## Task brief
For each line below that contains the word "HttpDownloader", return that line.

## The data
=-=-=-=-=
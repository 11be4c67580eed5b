//! Batch entry points: resolve a source, run every job, aggregate outcomes.
//!
//! A batch moves through four phases:
//!
//! 1. **Resolve** the template (once) and the source reference into jobs.
//!    Failures here abort the batch with `Err`.
//! 2. **Dispatch** folder jobs to the worker pool; a single document runs
//!    inline on the caller's task.
//! 3. **Process** each job: download → extract → prompt → model → parse.
//!    Any error becomes a [`FailureRecord`] for that job only.
//! 4. **Aggregate** outcomes into a [`BatchResult`], feed successes to the
//!    report sink and fire the final progress event.

use crate::config::ExtractionConfig;
use crate::error::DocMetaError;
use crate::library::{FolderLister, GraphClient};
use crate::output::{
    BatchResult, BatchStats, DocumentOutcome, ExtractionResult, FailureRecord, Job, TokenUsage,
    DOCUMENT_URL_KEY, FILE_NAME_KEY,
};
use crate::pipeline::download::{Downloader, HttpDownloader};
use crate::pipeline::extract::extract_text;
use crate::pipeline::llm::{CallContext, ModelGateway};
use crate::pipeline::parse::parse_response;
use crate::pipeline::pool::{process_contained, run_pool, JobOutcome, JobProcessor};
use crate::pipeline::source::{classify, SourceRef};
use crate::progress::ProgressCallback;
use crate::prompts::{build_prompt, job_fields};
use crate::report::ReportSink;
use crate::templates::{FieldDefinition, Template, TemplateStore};
use async_trait::async_trait;
use serde_json::Value;
use std::path::{Path, PathBuf};
use std::sync::Arc;
use std::time::Instant;
use tracing::{debug, info, warn};

/// The extraction pipeline with its collaborators.
pub struct Extractor {
    config: ExtractionConfig,
    lister: Arc<dyn FolderLister>,
    downloader: Arc<dyn Downloader>,
    templates: Arc<dyn TemplateStore>,
    gateway: ModelGateway,
    report_sink: Option<Arc<dyn ReportSink>>,
}

impl Extractor {
    /// Assemble an extractor from explicit collaborators.
    pub fn new(
        config: ExtractionConfig,
        lister: Arc<dyn FolderLister>,
        downloader: Arc<dyn Downloader>,
        templates: Arc<dyn TemplateStore>,
        gateway: ModelGateway,
    ) -> Self {
        Self {
            config,
            lister,
            downloader,
            templates,
            gateway,
            report_sink: None,
        }
    }

    /// Production wiring: Graph folder listing, HTTP downloads (library URLs
    /// through Graph) and `edgequake-llm` model access.
    ///
    /// No credentials are needed to construct it.
    pub fn from_config(
        config: ExtractionConfig,
        templates: Arc<dyn TemplateStore>,
    ) -> Result<Self, DocMetaError> {
        let graph = Arc::new(GraphClient::new(config.download_timeout_secs)?);
        let downloader = HttpDownloader::new(config.download_timeout_secs)?
            .with_library(Arc::clone(&graph), config.library_marker.clone());
        let gateway = ModelGateway::from_config(&config);
        Ok(Self::new(
            config,
            graph,
            Arc::new(downloader),
            templates,
            gateway,
        ))
    }

    /// Record every successful result in `sink`.
    pub fn with_report_sink(mut self, sink: Arc<dyn ReportSink>) -> Self {
        self.report_sink = Some(sink);
        self
    }

    pub fn config(&self) -> &ExtractionConfig {
        &self.config
    }

    /// The jobs `source` expands to, without processing them.
    pub async fn get_files_to_process(&self, source: &str) -> Result<Vec<Job>, DocMetaError> {
        match classify(source, &self.config.library_marker) {
            SourceRef::Single(job) => Ok(vec![job]),
            SourceRef::Folder(folder) => self.lister.list_documents(&folder).await,
        }
    }

    /// Extract `template_id`'s fields from every document in `source` with
    /// `model_id`.
    ///
    /// # Errors
    /// Only for batch-fatal problems: unknown template, or a folder that
    /// cannot be listed. Per-document failures are reported inside the
    /// returned [`BatchResult`].
    pub async fn process_documents(
        &self,
        source: &str,
        template_id: &str,
        model_id: &str,
    ) -> Result<BatchResult, DocMetaError> {
        let start = Instant::now();
        info!("Starting extraction: {} (template {}, model {})", source, template_id, model_id);

        // ── Resolve ──────────────────────────────────────────────────────────
        let template = self.lookup_template(template_id).await?;
        let source_ref = classify(source, &self.config.library_marker);
        let (jobs, inline) = match source_ref {
            SourceRef::Single(job) => (vec![job], true),
            SourceRef::Folder(folder) => (self.lister.list_documents(&folder).await?, false),
        };
        let total = jobs.len();
        if total == 0 {
            warn!("No documents found in {}", source);
        }
        if let Some(cb) = &self.config.progress_callback {
            cb.on_batch_start(total);
        }

        let runner = Arc::new(JobRunner {
            downloader: Arc::clone(&self.downloader),
            gateway: self.gateway.clone(),
            template_fields: template.metadata_fields,
            model_id: model_id.to_string(),
            progress: self.config.progress_callback.clone(),
            total,
        });

        // ── Dispatch & process ───────────────────────────────────────────────
        let job_outcomes = if inline {
            let mut out = Vec::with_capacity(total);
            for job in jobs {
                out.push(process_contained(runner.as_ref(), job).await);
            }
            out
        } else {
            debug!("Dispatching {} jobs to {} workers", total, self.config.workers);
            run_pool(jobs, self.config.workers, runner).await
        };

        // ── Aggregate ────────────────────────────────────────────────────────
        let mut usage = TokenUsage::default();
        let mut outcomes = Vec::with_capacity(job_outcomes.len());
        for jo in job_outcomes {
            usage += jo.usage;
            outcomes.push(jo.outcome);
        }

        self.record_results(&outcomes, template_id).await;

        let succeeded = outcomes.iter().filter(|o| o.is_success()).count();
        let stats = BatchStats {
            total_documents: total,
            succeeded,
            failed: outcomes.len() - succeeded,
            prompt_tokens: usage.prompt_tokens,
            completion_tokens: usage.completion_tokens,
            duration_ms: start.elapsed().as_millis() as u64,
        };

        if let Some(cb) = &self.config.progress_callback {
            cb.on_batch_complete(total, succeeded);
        }
        info!(
            "Extraction complete: {}/{} documents succeeded, {} tokens, {}ms",
            stats.succeeded,
            stats.total_documents,
            usage.total_tokens(),
            stats.duration_ms
        );

        Ok(BatchResult { outcomes, stats })
    }

    /// Template stores may touch the disk; keep that off the async workers.
    async fn lookup_template(&self, template_id: &str) -> Result<Template, DocMetaError> {
        let templates = Arc::clone(&self.templates);
        let id = template_id.to_string();
        tokio::task::spawn_blocking(move || templates.get_template(&id))
            .await
            .map_err(|e| DocMetaError::Internal(format!("Template lookup task failed: {e}")))?
    }

    /// Feed every success to the report sink on the blocking pool. Sink
    /// errors are logged and never fail the batch.
    async fn record_results(&self, outcomes: &[DocumentOutcome], template_id: &str) {
        let Some(sink) = self.report_sink.clone() else {
            return;
        };
        let results: Vec<ExtractionResult> = outcomes
            .iter()
            .filter_map(|o| match o {
                DocumentOutcome::Extracted(r) => Some(r.clone()),
                DocumentOutcome::Failed(_) => None,
            })
            .collect();
        if results.is_empty() {
            return;
        }
        let template_id = template_id.to_string();

        let recorded = tokio::task::spawn_blocking(move || {
            for result in &results {
                let url = result.document_url().unwrap_or_default();
                if let Err(e) = sink.record(result, url, &template_id) {
                    warn!("Could not record result for {}: {}", url, e);
                }
            }
        })
        .await;
        if let Err(e) = recorded {
            warn!("Report sink task failed: {}", e);
        }
    }
}

/// Per-batch state shared by all workers.
struct JobRunner {
    downloader: Arc<dyn Downloader>,
    gateway: ModelGateway,
    template_fields: Vec<FieldDefinition>,
    model_id: String,
    progress: Option<ProgressCallback>,
    total: usize,
}

impl JobRunner {
    async fn run(&self, job: &Job) -> Result<(ExtractionResult, TokenUsage), DocMetaError> {
        // Removed on drop, whichever way this function exits.
        let workdir = tempfile::Builder::new()
            .prefix("docmeta-")
            .tempdir()
            .map_err(|e| DocMetaError::Internal(format!("temp dir: {e}")))?;
        let dest = workdir.path().join(local_file_name(&job.name));

        let path = self.downloader.download(&job.url, &dest).await?;
        let file_size = tokio::fs::metadata(&path).await.ok().map(|m| m.len());

        let extracted = extract_text(&path, &job.name).await?;
        debug!(
            "{}: {} chars over {} pages",
            job.name,
            extracted.text.len(),
            extracted.page_count
        );

        let fields = job_fields(&job.name, &self.template_fields);
        let prompt = build_prompt(&extracted.text, &fields);

        let ctx = CallContext {
            filename: job.name.clone(),
            file_size,
            page_count: Some(extracted.page_count),
        };
        let reply = self.gateway.call_model(&prompt, &self.model_id, &ctx).await?;

        let mut metadata = parse_response(&reply.content, &extracted.text);
        metadata.insert(DOCUMENT_URL_KEY.to_string(), Value::String(job.url.clone()));
        metadata.insert(FILE_NAME_KEY.to_string(), Value::String(job.name.clone()));

        Ok((ExtractionResult::new(metadata), reply.usage))
    }
}

#[async_trait]
impl JobProcessor for JobRunner {
    async fn process(&self, job: Job) -> JobOutcome {
        if let Some(cb) = &self.progress {
            cb.on_document_start(&job.name, self.total);
        }

        match self.run(&job).await {
            Ok((result, usage)) => {
                if let Some(cb) = &self.progress {
                    cb.on_document_complete(&job.name, self.total, result.fields.len());
                }
                JobOutcome {
                    outcome: DocumentOutcome::Extracted(result),
                    usage,
                }
            }
            Err(e) => {
                let error = e.to_string();
                warn!("{}: {}", job.name, error);
                if let Some(cb) = &self.progress {
                    cb.on_document_error(&job.name, self.total, &error);
                }
                JobOutcome {
                    outcome: DocumentOutcome::Failed(FailureRecord {
                        error,
                        file: job.name,
                    }),
                    usage: TokenUsage::default(),
                }
            }
        }
    }
}

/// File name for the downloaded copy: the job name's stem stripped of path
/// separators, always with a `.pdf` extension. Whether the bytes really are a
/// PDF is decided by the extractor's magic-byte check, not by the URL.
fn local_file_name(job_name: &str) -> PathBuf {
    let base: String = job_name
        .chars()
        .map(|c| if matches!(c, '/' | '\\' | ':') { '_' } else { c })
        .collect();
    let stem = Path::new(base.trim_matches('.'))
        .file_stem()
        .map(|s| s.to_string_lossy().into_owned())
        .filter(|s| !s.is_empty())
        .unwrap_or_else(|| "document".to_string());
    PathBuf::from(format!("{stem}.pdf"))
}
=-=-=-=-=
## Answer to this task
use crate::pipeline::download::{Downloader, HttpDownloader};
        let downloader = HttpDownloader::new(config.download_timeout_secs)?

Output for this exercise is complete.